After college, I ended up in food media, cooking and eating all kinds of decadent, dairy-filled recipes but never once questioning my almond milk oatmeal. I eventually started writing more about health, nutrition, and wellness, and discovered there was a whole world of "healthier" food swaps beyond just almond milk: zoodles instead of pasta, cauliflower instead of rice and pizza crust, and more. It was fun to experiment with all of this at first, but eventually I started to question why.
As I started making a more conscious effort to ignore wellness trends of the moment, I realized just how deep they run. One day, as I mindlessly poured almond milk into my pot of oats on the stove, I thought, "Why am I not just using regular milk?" I eat tons of dairy, I'm not allergic to it, I'm not interested in losing weight, and almond milk isn't any cheaper than the regular kind. Buying and using almond milk was a decade-old habit that I realized it was time to get rid of.

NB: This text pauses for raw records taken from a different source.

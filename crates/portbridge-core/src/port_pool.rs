//! Port buffer pool.
//!
//! Owns one interleaved input buffer and one interleaved output buffer per
//! logical port, plus a Void pair returned for any out-of-range port request.
//! All storage is allocated once in [`PortBufferPool::new`]; per-block work
//! only flips `prepared` flags and copies samples.
//!
//! # Block Protocol
//!
//! ```text
//! pool.prepare(len, host, caps, diag) -> PreparedBlock
//!     block.input(port)   interleave host channels on first touch
//!     block.output(port)  zero-fill on first touch
//!     block.commit()      de-interleave prepared outputs, zero the rest
//! ```
//!
//! The [`PreparedBlock`] borrows the host buffer, so the borrow checker
//! enforces that no port buffer outlives the block it was prepared for.

use crate::channel::{ChannelCapabilities, Direction};
use crate::diagnostics::{Diagnostics, Fault};
use crate::host::HostBuffer;
use crate::types::{PortIndex, MAX_BLOCK_LENGTH, PORT_BUFFER_LEN, PORT_CHANNELS};

/// One fixed-capacity interleaved stereo buffer.
#[derive(Debug)]
struct PortBuffer {
    samples: Box<[f32]>,
    /// Valid for the current block only.
    prepared: bool,
}

impl PortBuffer {
    fn new() -> Self {
        Self {
            samples: vec![0.0; PORT_BUFFER_LEN].into_boxed_slice(),
            prepared: false,
        }
    }
}

/// Pre-allocated interleaved buffers for every logical port.
#[derive(Debug)]
pub struct PortBufferPool {
    inputs: Vec<PortBuffer>,
    outputs: Vec<PortBuffer>,
    /// Cleared at construction, never written afterwards.
    void_input: Box<[f32]>,
    /// Scratch for out-of-range output requests; never copied to the host.
    void_output: Box<[f32]>,
    block_length: usize,
}

impl PortBufferPool {
    /// Allocate buffers for `port_count` ports.
    ///
    /// This is the only allocation the pool ever performs. Call it from the
    /// configuration thread.
    pub fn new(port_count: usize) -> Self {
        Self {
            inputs: (0..port_count).map(|_| PortBuffer::new()).collect(),
            outputs: (0..port_count).map(|_| PortBuffer::new()).collect(),
            void_input: vec![0.0; PORT_BUFFER_LEN].into_boxed_slice(),
            void_output: vec![0.0; PORT_BUFFER_LEN].into_boxed_slice(),
            block_length: 0,
        }
    }

    /// Number of real (non-void) ports.
    #[inline]
    pub fn port_count(&self) -> usize {
        self.inputs.len()
    }

    /// Block length recorded by the last [`prepare`](Self::prepare).
    #[inline]
    pub fn block_length(&self) -> usize {
        self.block_length
    }

    /// Start a block.
    ///
    /// Resets every `prepared` flag and records the block length, clamped to
    /// [`MAX_BLOCK_LENGTH`]. The returned [`PreparedBlock`] is the only way to
    /// reach port buffers until it is committed.
    pub fn prepare<'a>(
        &'a mut self,
        block_length: usize,
        host: &'a mut dyn HostBuffer,
        capabilities: &'a ChannelCapabilities,
        diagnostics: &'a mut Diagnostics,
    ) -> PreparedBlock<'a> {
        self.block_length = block_length.min(MAX_BLOCK_LENGTH);
        for buffer in self.inputs.iter_mut().chain(self.outputs.iter_mut()) {
            buffer.prepared = false;
        }

        PreparedBlock {
            pool: self,
            host,
            capabilities,
            diagnostics,
        }
    }
}

/// Port access for one block.
pub struct PreparedBlock<'a> {
    pool: &'a mut PortBufferPool,
    host: &'a mut dyn HostBuffer,
    capabilities: &'a ChannelCapabilities,
    diagnostics: &'a mut Diagnostics,
}

impl<'a> PreparedBlock<'a> {
    /// Frames in this block.
    #[inline]
    pub fn block_length(&self) -> usize {
        self.pool.block_length
    }

    /// Number of real ports.
    #[inline]
    pub fn port_count(&self) -> usize {
        self.pool.port_count()
    }

    /// Channel capabilities this block was prepared with.
    #[inline]
    pub fn capabilities(&self) -> &ChannelCapabilities {
        self.capabilities
    }

    /// Interleaved input samples for `port`.
    ///
    /// Returns `block_length * 2` samples for a valid port, or the full-size
    /// Void buffer for an out-of-range one.
    pub fn input(&mut self, port: PortIndex) -> &[f32] {
        let pool = &mut *self.pool;
        let len = pool.block_length * PORT_CHANNELS;
        input_slot(
            &mut pool.inputs,
            &pool.void_input,
            port,
            len,
            &*self.host,
            self.capabilities,
            self.diagnostics,
        )
    }

    /// Interleaved output samples for `port`, zeroed on first access.
    ///
    /// Out-of-range ports get the Void output buffer, whose contents are
    /// discarded.
    pub fn output(&mut self, port: PortIndex) -> &mut [f32] {
        let pool = &mut *self.pool;
        let len = pool.block_length * PORT_CHANNELS;
        output_slot(
            &mut pool.outputs,
            &mut pool.void_output,
            port,
            len,
            self.capabilities,
            self.diagnostics,
        )
    }

    /// Input and output buffers in one call.
    pub fn buffers(
        &mut self,
        input_port: PortIndex,
        output_port: PortIndex,
    ) -> (&[f32], &mut [f32]) {
        let pool = &mut *self.pool;
        let len = pool.block_length * PORT_CHANNELS;
        let input = input_slot(
            &mut pool.inputs,
            &pool.void_input,
            input_port,
            len,
            &*self.host,
            self.capabilities,
            self.diagnostics,
        );
        let output = output_slot(
            &mut pool.outputs,
            &mut pool.void_output,
            output_port,
            len,
            self.capabilities,
            self.diagnostics,
        );
        (input, output)
    }

    /// Copy prepared outputs back to the host and end the block.
    ///
    /// Walks every host output channel in delivery order. Channel `c` takes
    /// side `c % 2` of port `c / 2`. Channels without a prepared port, and
    /// frames beyond the block length, are zero-filled. A channel shorter than
    /// the block is zeroed as far as it reaches.
    pub fn commit(self) {
        let PreparedBlock {
            pool,
            host,
            capabilities,
            ..
        } = self;
        let frames = pool.block_length;
        let usable = capabilities.channel_count(Direction::Output);

        for channel in 0..host.output_channel_count() {
            let Some(dst) = host.output_mut(channel) else {
                host.clear_output(channel);
                continue;
            };
            let source = if channel < usable {
                pool.outputs
                    .get(channel / PORT_CHANNELS)
                    .filter(|buffer| buffer.prepared)
            } else {
                None
            };

            match source {
                Some(buffer) => {
                    let side = channel % PORT_CHANNELS;
                    let n = frames.min(dst.len());
                    for (sample, frame) in dst[..n]
                        .iter_mut()
                        .zip(buffer.samples.chunks_exact(PORT_CHANNELS))
                    {
                        *sample = frame[side];
                    }
                    dst[n..].fill(0.0);
                }
                None => dst.fill(0.0),
            }
        }
    }
}

fn input_slot<'p>(
    inputs: &'p mut [PortBuffer],
    void: &'p [f32],
    port: PortIndex,
    len: usize,
    host: &dyn HostBuffer,
    capabilities: &ChannelCapabilities,
    diagnostics: &mut Diagnostics,
) -> &'p [f32] {
    let port_count = inputs.len();
    let Some(buffer) = inputs.get_mut(port) else {
        if diagnostics.record(Fault::InputRange) {
            log::warn!(
                "Input port {} out of range ({} ports); using void buffer",
                port,
                port_count
            );
        }
        return void;
    };

    if !buffer.prepared {
        let dst = &mut buffer.samples[..len];
        let pair = capabilities.resolve(Direction::Input, port);
        let left = pair.and_then(|p| host.input(p.left));
        match (pair, left) {
            (Some(pair), Some(left)) => {
                let right = host.input(pair.right).unwrap_or(left);
                interleave(dst, left, right);
            }
            _ => {
                if diagnostics.record(Fault::InputUnmapped) {
                    log::warn!(
                        "Input port {} has no channels in this block ({} delivered); reading silence",
                        port,
                        capabilities.channel_count(Direction::Input)
                    );
                }
                dst.fill(0.0);
            }
        }
        buffer.prepared = true;
    }

    &buffer.samples[..len]
}

fn output_slot<'p>(
    outputs: &'p mut [PortBuffer],
    void: &'p mut [f32],
    port: PortIndex,
    len: usize,
    capabilities: &ChannelCapabilities,
    diagnostics: &mut Diagnostics,
) -> &'p mut [f32] {
    let port_count = outputs.len();
    let Some(buffer) = outputs.get_mut(port) else {
        if diagnostics.record(Fault::OutputRange) {
            log::warn!(
                "Output port {} out of range ({} ports); writes discarded",
                port,
                port_count
            );
        }
        return void;
    };

    if !buffer.prepared {
        if capabilities.resolve(Direction::Output, port).is_none()
            && diagnostics.record(Fault::OutputUnmapped)
        {
            log::warn!(
                "Output port {} has no channels in this block ({} delivered); writes discarded",
                port,
                capabilities.channel_count(Direction::Output)
            );
        }
        buffer.samples[..len].fill(0.0);
        buffer.prepared = true;
    }

    &mut buffer.samples[..len]
}

/// Interleave two channels into `dst` (L, R, L, R, ...).
///
/// Frames the sources do not cover are zeroed.
fn interleave(dst: &mut [f32], left: &[f32], right: &[f32]) {
    let mut written = 0;
    for ((frame, &l), &r) in dst.chunks_exact_mut(PORT_CHANNELS).zip(left).zip(right) {
        frame[0] = l;
        frame[1] = r;
        written += PORT_CHANNELS;
    }
    dst[written..].fill(0.0);
}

For the past several months, I've been making my oatmeal with whole or 2-percent milk, and to say it's been a game-changer is an understatement. Oats stewed in almond milk taste fine, but oats stewed in regular milk are creamier, heartier, and, when paired with the right combination of spices and toppings, can feel downright decadent.

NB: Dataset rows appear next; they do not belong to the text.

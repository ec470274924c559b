//! Channel capability model.
//!
//! Answers "how many channels exist and which are active" for each direction,
//! and maps a logical port onto a stereo pair of physical channels.
//!
//! # Models
//!
//! - [`CapabilityModel::FixedBus`]: channel counts come from the host's bus
//!   negotiation and are constant for the callback. Every channel is usable.
//! - [`CapabilityModel::ActiveBitmap`]: a device reports an active-channel
//!   bitmap that may contain gaps. The authoritative channel count is always
//!   the number of channels actually delivered in the block, never the
//!   position of the highest active bit.
//!
//! # Port Resolution
//!
//! Port `P` uses channels `2P` (left) and `2P + 1` (right). A port whose left
//! channel is not delivered is unmapped (silence). If only the left channel
//! exists, it is duplicated into the right slot.
//!
//! Under the bitmap model, input port 0 instead takes the two lowest *active*
//! channels, because users commonly enable non-contiguous hardware inputs.
//! Higher ports keep literal offsets. Output resolution is always literal,
//! matching the channel walk performed when a block is committed.

use crate::types::{PortIndex, MAX_HOST_CHANNELS, PORT_CHANNELS};

/// Direction of audio flow relative to the host.
#[derive(Debug, Clone, Copy, PartialEq, Eq, Hash)]
pub enum Direction {
    /// Host to engine.
    Input,
    /// Engine to host.
    Output,
}

// =============================================================================
// ChannelMask
// =============================================================================

/// Bit vector of active physical channels (bit N = channel N).
#[derive(Debug, Clone, Copy, PartialEq, Eq, Default, Hash)]
pub struct ChannelMask(u64);

impl ChannelMask {
    /// No active channels.
    pub const EMPTY: Self = Self(0);

    /// Create a mask from raw bits.
    pub const fn from_bits(bits: u64) -> Self {
        Self(bits)
    }

    /// Mask with the first `count` channels active.
    pub const fn contiguous(count: usize) -> Self {
        if count >= MAX_HOST_CHANNELS {
            Self(u64::MAX)
        } else {
            Self((1u64 << count) - 1)
        }
    }

    /// Raw bits.
    #[inline]
    pub const fn bits(self) -> u64 {
        self.0
    }

    /// Returns a copy with `channel` marked active.
    ///
    /// Channels at or beyond [`MAX_HOST_CHANNELS`] are ignored.
    #[inline]
    pub const fn with(self, channel: usize) -> Self {
        if channel < MAX_HOST_CHANNELS {
            Self(self.0 | (1u64 << channel))
        } else {
            self
        }
    }

    /// Whether `channel` is active.
    #[inline]
    pub const fn is_active(self, channel: usize) -> bool {
        channel < MAX_HOST_CHANNELS && self.0 & (1u64 << channel) != 0
    }

    /// Number of active channels.
    #[inline]
    pub const fn count(self) -> usize {
        self.0.count_ones() as usize
    }

    /// Active channels below `limit`, in ascending order.
    pub fn active_below(self, limit: usize) -> impl Iterator<Item = usize> {
        (0..limit.min(MAX_HOST_CHANNELS)).filter(move |&ch| self.is_active(ch))
    }
}

// =============================================================================
// StereoPair
// =============================================================================

/// Physical channels backing one port for one block.
#[derive(Debug, Clone, Copy, PartialEq, Eq)]
pub struct StereoPair {
    pub left: usize,
    pub right: usize,
}

impl StereoPair {
    /// True when the right slot duplicates the left channel.
    #[inline]
    pub fn is_mono(&self) -> bool {
        self.left == self.right
    }
}

// =============================================================================
// ChannelCapabilities
// =============================================================================

/// How channel availability is determined.
#[derive(Debug, Clone, Copy, PartialEq, Eq)]
pub enum CapabilityModel {
    /// Channel counts negotiated with the host; all channels usable.
    FixedBus,
    /// Active-channel bitmap reported by a device.
    ActiveBitmap,
}

/// Channel availability for one block.
///
/// Built by the adapter from its host collaborator and passed explicitly into
/// block preparation. Call [`with_delivered`](Self::with_delivered) with the
/// channel counts of the block's buffer before resolving ports.
#[derive(Debug, Clone, Copy, PartialEq, Eq)]
pub struct ChannelCapabilities {
    model: CapabilityModel,
    input_channels: usize,
    output_channels: usize,
    input_active: ChannelMask,
    output_active: ChannelMask,
}

impl ChannelCapabilities {
    /// Capabilities from negotiated bus totals.
    pub fn fixed_bus(input_channels: usize, output_channels: usize) -> Self {
        Self {
            model: CapabilityModel::FixedBus,
            input_channels,
            output_channels,
            input_active: ChannelMask::contiguous(input_channels),
            output_active: ChannelMask::contiguous(output_channels),
        }
    }

    /// Capabilities from a device's active-channel bitmaps.
    ///
    /// Channel counts start at zero; they are only known once a block
    /// arrives.
    pub fn active_bitmap(input_active: ChannelMask, output_active: ChannelMask) -> Self {
        Self {
            model: CapabilityModel::ActiveBitmap,
            input_channels: 0,
            output_channels: 0,
            input_active,
            output_active,
        }
    }

    /// Apply the channel counts actually delivered in the block.
    ///
    /// For the fixed-bus model the usable count is the smaller of the
    /// negotiated and delivered widths. For the bitmap model the delivered
    /// width is authoritative.
    pub fn with_delivered(mut self, delivered_inputs: usize, delivered_outputs: usize) -> Self {
        match self.model {
            CapabilityModel::FixedBus => {
                self.input_channels = self.input_channels.min(delivered_inputs);
                self.output_channels = self.output_channels.min(delivered_outputs);
            }
            CapabilityModel::ActiveBitmap => {
                self.input_channels = delivered_inputs;
                self.output_channels = delivered_outputs;
            }
        }
        self
    }

    /// The capability model in use.
    #[inline]
    pub fn model(&self) -> CapabilityModel {
        self.model
    }

    /// Number of usable channels in `direction`.
    #[inline]
    pub fn channel_count(&self, direction: Direction) -> usize {
        match direction {
            Direction::Input => self.input_channels,
            Direction::Output => self.output_channels,
        }
    }

    /// Active-channel mask in `direction`.
    #[inline]
    pub fn active(&self, direction: Direction) -> ChannelMask {
        match direction {
            Direction::Input => self.input_active,
            Direction::Output => self.output_active,
        }
    }

    /// Resolve the physical channels for `port` in `direction`.
    ///
    /// Returns `None` when the port is unmapped for this block.
    pub fn resolve(&self, direction: Direction, port: PortIndex) -> Option<StereoPair> {
        let available = self.channel_count(direction);
        if self.model == CapabilityModel::ActiveBitmap && direction == Direction::Input && port == 0
        {
            return lowest_active_pair(self.input_active, available);
        }
        literal_pair(port, available)
    }
}

/// Literal-offset resolution: channels `2P` and `2P + 1`.
fn literal_pair(port: PortIndex, available: usize) -> Option<StereoPair> {
    let left = port.checked_mul(PORT_CHANNELS)?;
    if left >= available {
        return None;
    }
    let right = if left + 1 < available { left + 1 } else { left };
    Some(StereoPair { left, right })
}

/// The two lowest active channels below `available`.
fn lowest_active_pair(mask: ChannelMask, available: usize) -> Option<StereoPair> {
    let mut active = mask.active_below(available);
    let left = active.next()?;
    let right = active.next().unwrap_or(left);
    Some(StereoPair { left, right })
}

I'll usually use a cup of milk for every half-cup of oats, but if I'm running low (and want to save enough milk for my coffee) I'll combine a half-cup of milk with a half-cup of water for less delicious (but still good) results. Maybe you (unlike me!) have never fallen prey to health food marketing or food trends, and have always cooked your oats in plain ol' milk. If not, or if you've never been interested in eating oatmeal at all for fear that it's boring and flavorless, I encourage you to try this out as a starter.
If you're health-conscious, take note: It's a satisfying and balanced breakfast, thanks to carbs and fiber from the oats, and protein and fat from the milk. If you care more about how it tastes, know that the oatmeal is creamy, carb-y, and the perfect blank canvas for whatever toppings you'd like.
How I Make My Morning Oatmeal
Makes 1 serving
You'll need the following:
• 1/2 cup rolled oats
• 1 cup whole or 2-percent milk
• 2 teaspoons honey or brown sugar
• Pinch of cinnamon
• Pinch of salt
Suggested toppings: Handful of berries or chopped fruit, spoonful of nuts or nut butter, sprinkle of flaxseed or shredded coconut
Instructions: Combine all ingredients in a small pot over high heat. Bring to a boil, then reduce to a simmer and cook 5 to 7 minutes, until oats are plump and mixture is thick. Serve immediately, with your toppings of choice.